In Forty Years of Psychic Research: A Plain Narrative of Fact  by Hamlin Garland, we read a recount of Itta K. Reno’s summation of an encounter with a beast summoned at a seance. (I looked Ms. Reno up in the census and Itta K. Reny was a real person who lived a few blocks from the Allens.) She and her seance-y friends had accidentally conjured up this beast. A lawyer heard about it and scoffed.

“With a snort of derision, the lawyer sceptic [sic] replied, ‘I’m going to prove that there’s neither cat nor dog under the table.’
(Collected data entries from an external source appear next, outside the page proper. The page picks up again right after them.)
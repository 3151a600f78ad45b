use anyhow::{Context, Result};
use argon2::{
    Algorithm, Argon2, Params, Version,
    password_hash::{PasswordHash, PasswordHasher, PasswordVerifier, SaltString, rand_core::OsRng},
};
use sea_orm::{
    ActiveModelTrait, ColumnTrait, DatabaseConnection, EntityTrait, QueryFilter, Set, SqlErr,
    TransactionTrait,
};
use tokio::task;

use crate::config::SecurityConfig;
use crate::domain::{ApprovalStatus, Role};
use crate::entities::{accounts, profiles};

pub struct AccountRepository {
    conn: DatabaseConnection,
}

impl AccountRepository {
    #[must_use]
    pub const fn new(conn: DatabaseConnection) -> Self {
        Self { conn }
    }

    pub async fn find_by_email(&self, email: &str) -> Result<Option<accounts::Model>> {
        accounts::Entity::find()
            .filter(accounts::Column::Email.eq(normalize_email(email)))
            .one(&self.conn)
            .await
            .context("Failed to query account by email")
    }

    /// Creates the account and its profile in one transaction.
    ///
    /// Both rows share the same id so the profile can be looked up directly from
    /// the session subject. Returns `None` when the email is already registered,
    /// including when a concurrent sign-up won the unique index.
    pub async fn create_with_profile(
        &self,
        email: &str,
        password_hash: String,
        role: Role,
        status: ApprovalStatus,
    ) -> Result<Option<profiles::Model>> {
        let email = normalize_email(email);
        let now = chrono::Utc::now().to_rfc3339();

        let txn = self.conn.begin().await?;

        let inserted = accounts::ActiveModel {
            email: Set(email.clone()),
            password_hash: Set(password_hash),
            created_at: Set(now.clone()),
            ..Default::default()
        }
        .insert(&txn)
        .await;

        let account = match inserted {
            Ok(account) => account,
            Err(e) if matches!(e.sql_err(), Some(SqlErr::UniqueConstraintViolation(_))) => {
                return Ok(None);
            }
            Err(e) => return Err(anyhow::Error::new(e).context("Failed to insert account")),
        };

        let profile = profiles::ActiveModel {
            id: Set(account.id),
            email: Set(email),
            role: Set(role),
            status: Set(status),
            facility_id: Set(None),
            nickname: Set(None),
            phone: Set(None),
            created_at: Set(now.clone()),
            updated_at: Set(now),
        }
        .insert(&txn)
        .await
        .context("Failed to insert profile")?;

        txn.commit().await?;

        Ok(Some(profile))
    }

    /// Returns the account when the password matches.
    /// Note: verification runs in `spawn_blocking` because Argon2 is CPU-bound.
    pub async fn verify_credentials(
        &self,
        email: &str,
        password: &str,
    ) -> Result<Option<accounts::Model>> {
        let Some(account) = self.find_by_email(email).await? else {
            return Ok(None);
        };

        let password_hash = account.password_hash.clone();
        let password = password.to_string();

        let is_valid = task::spawn_blocking(move || verify_password(&password, &password_hash))
            .await
            .context("Password verification task panicked")??;

        Ok(is_valid.then_some(account))
    }
}

#[must_use]
pub fn normalize_email(email: &str) -> String {
    email.trim().to_lowercase()
}

/// Hash a password using Argon2id with optional custom params.
pub fn hash_password(password: &str, config: Option<&SecurityConfig>) -> Result<String> {
    let salt = SaltString::generate(&mut OsRng);

    let argon2 = if let Some(cfg) = config {
        let params = Params::new(
            cfg.argon2_memory_cost_kib,
            cfg.argon2_time_cost,
            cfg.argon2_parallelism,
            None,
        )
        .map_err(|e| anyhow::anyhow!("Invalid Argon2 params: {e}"))?;
        Argon2::new(Algorithm::Argon2id, Version::V0x13, params)
    } else {
        Argon2::default()
    };

    let hash = argon2
        .hash_password(password.as_bytes(), &salt)
        .map_err(|e| anyhow::anyhow!("Failed to hash password: {e}"))?;

    Ok(hash.to_string())
}

/// Params are read back from the PHC string, so hashes made with any cost
/// settings verify.
pub fn verify_password(password: &str, password_hash: &str) -> Result<bool> {
    let parsed_hash = PasswordHash::new(password_hash)
        .map_err(|e| anyhow::anyhow!("Invalid password hash format: {e}"))?;

    Ok(Argon2::default()
        .verify_password(password.as_bytes(), &parsed_hash)
        .is_ok())
}

#[cfg(test)]
mod tests {
    use super::*;

    #[test]
    fn hash_then_verify() {
        let cfg = SecurityConfig {
            argon2_memory_cost_kib: 1024,
            argon2_time_cost: 1,
            ..SecurityConfig::default()
        };
        let hash = hash_password("hunter22", Some(&cfg)).unwrap();
        assert!(hash.starts_with("$argon2id$"));
        assert!(verify_password("hunter22", &hash).unwrap());
        assert!(!verify_password("hunter23", &hash).unwrap());
    }

    #[tokio::test]
    async fn duplicate_email_is_reported_not_raised() {
        let store = crate::db::Store::with_pool_options("sqlite::memory:", 1, 1)
            .await
            .unwrap();
        let repo = AccountRepository::new(store.conn.clone());

        let first = repo
            .create_with_profile("ops@example.com", "h".into(), Role::Guest, ApprovalStatus::Pending)
            .await
            .unwrap();
        assert!(first.is_some());

        let second = repo
            .create_with_profile(" OPS@example.com", "h".into(), Role::Guest, ApprovalStatus::Pending)
            .await
            .unwrap();
        assert!(second.is_none());
    }

    #[test]
    fn email_is_normalized() {
        assert_eq!(normalize_email("  Ops@Example.COM "), "ops@example.com");
    }
}
use anyhow::Context;

use crate::config::Config;
use crate::state::SharedState;

use super::read_line;

pub async fn cmd_create_admin(
    config: &Config,
    email: &str,
    password: Option<String>,
) -> anyhow::Result<()> {
    let state = SharedState::new(config.clone()).await?;

    let existing = state.store.find_account_by_email(email).await?.is_some();
    let password = match password {
        Some(password) => {
            if existing {
                println!("Note: {email} already exists and keeps its current password.");
            }
            Some(password)
        }
        None if existing => None,
        None => Some(read_line("Enter a password for the administrator:")?),
    };

    let profile = state
        .auth_service
        .create_super_admin(email, password.as_deref())
        .await
        .context("Failed to create administrator")?;

    println!("✓ {} is now a super administrator (ID: {})", profile.email, profile.id);
    Ok(())
}
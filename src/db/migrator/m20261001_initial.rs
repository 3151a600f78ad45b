use crate::entities::prelude::*;
use sea_orm_migration::prelude::*;
use sea_orm_migration::sea_orm::Schema;

#[derive(DeriveMigrationName)]
pub struct Migration;

#[async_trait::async_trait]
impl MigrationTrait for Migration {
    async fn up(&self, manager: &SchemaManager) -> Result<(), DbErr> {
        let backend = manager.get_database_backend();
        let schema = Schema::new(backend);

        // Profiles reference both accounts and facilities, so they go last.
        manager
            .create_table(
                schema
                    .create_table_from_entity(Accounts)
                    .if_not_exists()
                    .to_owned(),
            )
            .await?;

        manager
            .create_table(
                schema
                    .create_table_from_entity(Facilities)
                    .if_not_exists()
                    .to_owned(),
            )
            .await?;

        manager
            .create_table(
                schema
                    .create_table_from_entity(Profiles)
                    .if_not_exists()
                    .to_owned(),
            )
            .await?;

        manager
            .create_table(
                schema
                    .create_table_from_entity(EventLogs)
                    .if_not_exists()
                    .to_owned(),
            )
            .await?;

        Ok(())
    }

    async fn down(&self, manager: &SchemaManager) -> Result<(), DbErr> {
        manager
            .drop_table(Table::drop().table(EventLogs).to_owned())
            .await?;
        manager
            .drop_table(Table::drop().table(Profiles).to_owned())
            .await?;
        manager
            .drop_table(Table::drop().table(Facilities).to_owned())
            .await?;
        manager
            .drop_table(Table::drop().table(Accounts).to_owned())
            .await?;

        Ok(())
    }
}
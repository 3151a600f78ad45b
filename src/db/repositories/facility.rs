use anyhow::{Context, Result};
use sea_orm::{
    ActiveModelTrait, ColumnTrait, DatabaseConnection, EntityTrait, PaginatorTrait, QueryFilter,
    QueryOrder, QuerySelect, Set, TransactionTrait,
};
use serde::Serialize;

use crate::domain::FacilityStatus;
use crate::entities::{event_logs, facilities};

#[derive(Debug, Clone, Copy, Default, PartialEq, Eq, Serialize)]
pub struct FacilityStats {
    pub total: u64,
    pub normal: u64,
    pub warning: u64,
    pub danger: u64,
}

#[derive(Debug, Clone)]
pub struct NewFacility {
    pub name: String,
    pub address: String,
    pub lat: f64,
    pub lng: f64,
}

pub struct FacilityRepository {
    conn: DatabaseConnection,
}

impl FacilityRepository {
    #[must_use]
    pub const fn new(conn: DatabaseConnection) -> Self {
        Self { conn }
    }

    pub async fn list(&self) -> Result<Vec<facilities::Model>> {
        facilities::Entity::find()
            .order_by_asc(facilities::Column::Id)
            .all(&self.conn)
            .await
            .context("Failed to list facilities")
    }

    pub async fn get(&self, id: i32) -> Result<Option<facilities::Model>> {
        facilities::Entity::find_by_id(id)
            .one(&self.conn)
            .await
            .context("Failed to query facility")
    }

    pub async fn exists(&self, id: i32) -> Result<bool> {
        let count = facilities::Entity::find_by_id(id).count(&self.conn).await?;
        Ok(count > 0)
    }

    /// `(id, name)` pairs ordered by id.
    pub async fn options(&self) -> Result<Vec<(i32, String)>> {
        facilities::Entity::find()
            .select_only()
            .column(facilities::Column::Id)
            .column(facilities::Column::Name)
            .order_by_asc(facilities::Column::Id)
            .into_tuple()
            .all(&self.conn)
            .await
            .context("Failed to list facility options")
    }

    pub async fn create(&self, facility: NewFacility) -> Result<facilities::Model> {
        facilities::ActiveModel {
            name: Set(facility.name),
            address: Set(facility.address),
            lat: Set(facility.lat),
            lng: Set(facility.lng),
            status: Set(FacilityStatus::Normal),
            ..Default::default()
        }
        .insert(&self.conn)
        .await
        .context("Failed to insert facility")
    }

    pub async fn stats(&self) -> Result<FacilityStats> {
        let count = |status: FacilityStatus| {
            facilities::Entity::find()
                .filter(facilities::Column::Status.eq(status))
                .count(&self.conn)
        };

        let normal = count(FacilityStatus::Normal).await?;
        let warning = count(FacilityStatus::Warning).await?;
        let danger = count(FacilityStatus::Danger).await?;

        Ok(FacilityStats {
            total: normal + warning + danger,
            normal,
            warning,
            danger,
        })
    }

    /// Update the status and append the matching event log entry atomically.
    /// Returns `None` when the facility does not exist.
    pub async fn set_status_with_log(
        &self,
        id: i32,
        status: FacilityStatus,
        message: &str,
    ) -> Result<Option<(facilities::Model, event_logs::Model)>> {
        let txn = self.conn.begin().await?;

        let Some(facility) = facilities::Entity::find_by_id(id)
            .one(&txn)
            .await
            .context("Failed to query facility for status update")?
        else {
            return Ok(None);
        };

        let mut active: facilities::ActiveModel = facility.into();
        active.status = Set(status);
        let facility = active
            .update(&txn)
            .await
            .context("Failed to update facility status")?;

        let log = event_logs::ActiveModel {
            facility_name: Set(facility.name.clone()),
            status: Set(status),
            message: Set(message.to_string()),
            created_at: Set(chrono::Utc::now().to_rfc3339()),
            ..Default::default()
        }
        .insert(&txn)
        .await
        .context("Failed to insert event log")?;

        txn.commit().await?;

        Ok(Some((facility, log)))
    }
}
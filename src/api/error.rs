use axum::{
    Json,
    http::StatusCode,
    response::{IntoResponse, Response},
};
use std::fmt;

use super::ApiResponse;
use crate::domain::ApprovalStatus;

#[derive(Debug)]
pub enum ApiError {
    NotFound(String),

    DatabaseError(String),

    ValidationError(String),

    Conflict(String),

    InternalError(String),

    Unauthorized(String),

    Forbidden(String),

    /// Valid credentials for a profile that may not sign in.
    NotApproved(ApprovalStatus),
}

impl fmt::Display for ApiError {
    fn fmt(&self, f: &mut fmt::Formatter<'_>) -> fmt::Result {
        match self {
            ApiError::NotFound(msg) => write!(f, "Not found: {}", msg),
            ApiError::DatabaseError(msg) => write!(f, "Database error: {}", msg),
            ApiError::ValidationError(msg) => write!(f, "Validation error: {}", msg),
            ApiError::Conflict(msg) => write!(f, "Conflict: {}", msg),
            ApiError::InternalError(msg) => write!(f, "Internal error: {}", msg),
            ApiError::Unauthorized(msg) => write!(f, "Unauthorized: {}", msg),
            ApiError::Forbidden(msg) => write!(f, "Forbidden: {}", msg),
            ApiError::NotApproved(status) => write!(f, "Not approved: {}", status),
        }
    }
}

impl std::error::Error for ApiError {}

impl IntoResponse for ApiError {
    fn into_response(self) -> Response {
        let (status, error_message) = match &self {
            ApiError::NotFound(msg) => (StatusCode::NOT_FOUND, msg.clone()),
            ApiError::DatabaseError(msg) => {
                tracing::error!("Database error: {}", msg);
                (
                    StatusCode::INTERNAL_SERVER_ERROR,
                    "A database error occurred".to_string(),
                )
            }
            ApiError::ValidationError(msg) => (StatusCode::BAD_REQUEST, msg.clone()),
            ApiError::Conflict(msg) => (StatusCode::CONFLICT, msg.clone()),
            ApiError::InternalError(msg) => {
                tracing::error!("Internal error: {}", msg);
                (
                    StatusCode::INTERNAL_SERVER_ERROR,
                    "An internal error occurred".to_string(),
                )
            }
            ApiError::Unauthorized(msg) => (StatusCode::UNAUTHORIZED, msg.clone()),
            ApiError::Forbidden(msg) => (StatusCode::FORBIDDEN, msg.clone()),
            ApiError::NotApproved(approval) => {
                let body = ApiResponse::<()>::error(login_denied_message(*approval))
                    .with_status(*approval);
                return (StatusCode::FORBIDDEN, Json(body)).into_response();
            }
        };

        let body = ApiResponse::<()>::error(error_message);
        (status, Json(body)).into_response()
    }
}

impl From<anyhow::Error> for ApiError {
    fn from(err: anyhow::Error) -> Self {
        ApiError::InternalError(err.to_string())
    }
}

impl From<tower_sessions::session::Error> for ApiError {
    fn from(err: tower_sessions::session::Error) -> Self {
        ApiError::InternalError(format!("Session error: {err}"))
    }
}

impl ApiError {
    pub fn not_found(resource: &str, id: impl fmt::Display) -> Self {
        ApiError::NotFound(format!("{} {} not found", resource, id))
    }

    pub fn validation(msg: impl Into<String>) -> Self {
        ApiError::ValidationError(msg.into())
    }

    pub fn internal(msg: impl Into<String>) -> Self {
        ApiError::InternalError(msg.into())
    }

    pub fn unauthenticated() -> Self {
        ApiError::Unauthorized("Authentication required".to_string())
    }

    pub fn admin_only() -> Self {
        ApiError::Forbidden("Administrator access required".to_string())
    }
}

fn login_denied_message(status: ApprovalStatus) -> &'static str {
    match status {
        ApprovalStatus::Pending => {
            "Your account is awaiting administrator approval. You can log in once it is approved."
        }
        ApprovalStatus::Rejected => "Your sign-up was rejected. Please contact an administrator.",
        ApprovalStatus::Approved => "Login is not permitted",
    }
}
“Getting down on the floor he began to feel about with his hand. Suddenly, with a yell, he scrambled to his feet, caught up his hat, and rushed from the house. On the following day he explained his panic. ‘A huge hairy beast hurled itself against me–a brute, of enormous power. It followed me all the way home.'”

Garland later hears from Judge John M. Dickinson that he also heard that story and knows the group under discussion. I found a lawyer John M. Dickinson boarding at the Maxwell House in 1880, but I can’t quickly find him in later censuses.

But I think that’s got to be the Allens and their Thing, don’t you? How many not-dog/not-cat manifestations can their have been among ritzy Nashvillians at the turn of the century?

Well, truly, who knows? Maybe they were just conjuring up spirit animals left and right.

I wonder where The Thing is now?

A Coincidence that I Wish Meant Something

The first written account of the Bell Witch appeared in 1887, describing events that started in 1817.

Adelicia Acklen was borin in 1817 and died in 1887.

In other news, don’t even think we’re done talking about “The Thing.”

Edited to add: Meaning, I think I’ve found an account of an encounter with The Thing. More after I’m done lollygagging the afternoon away.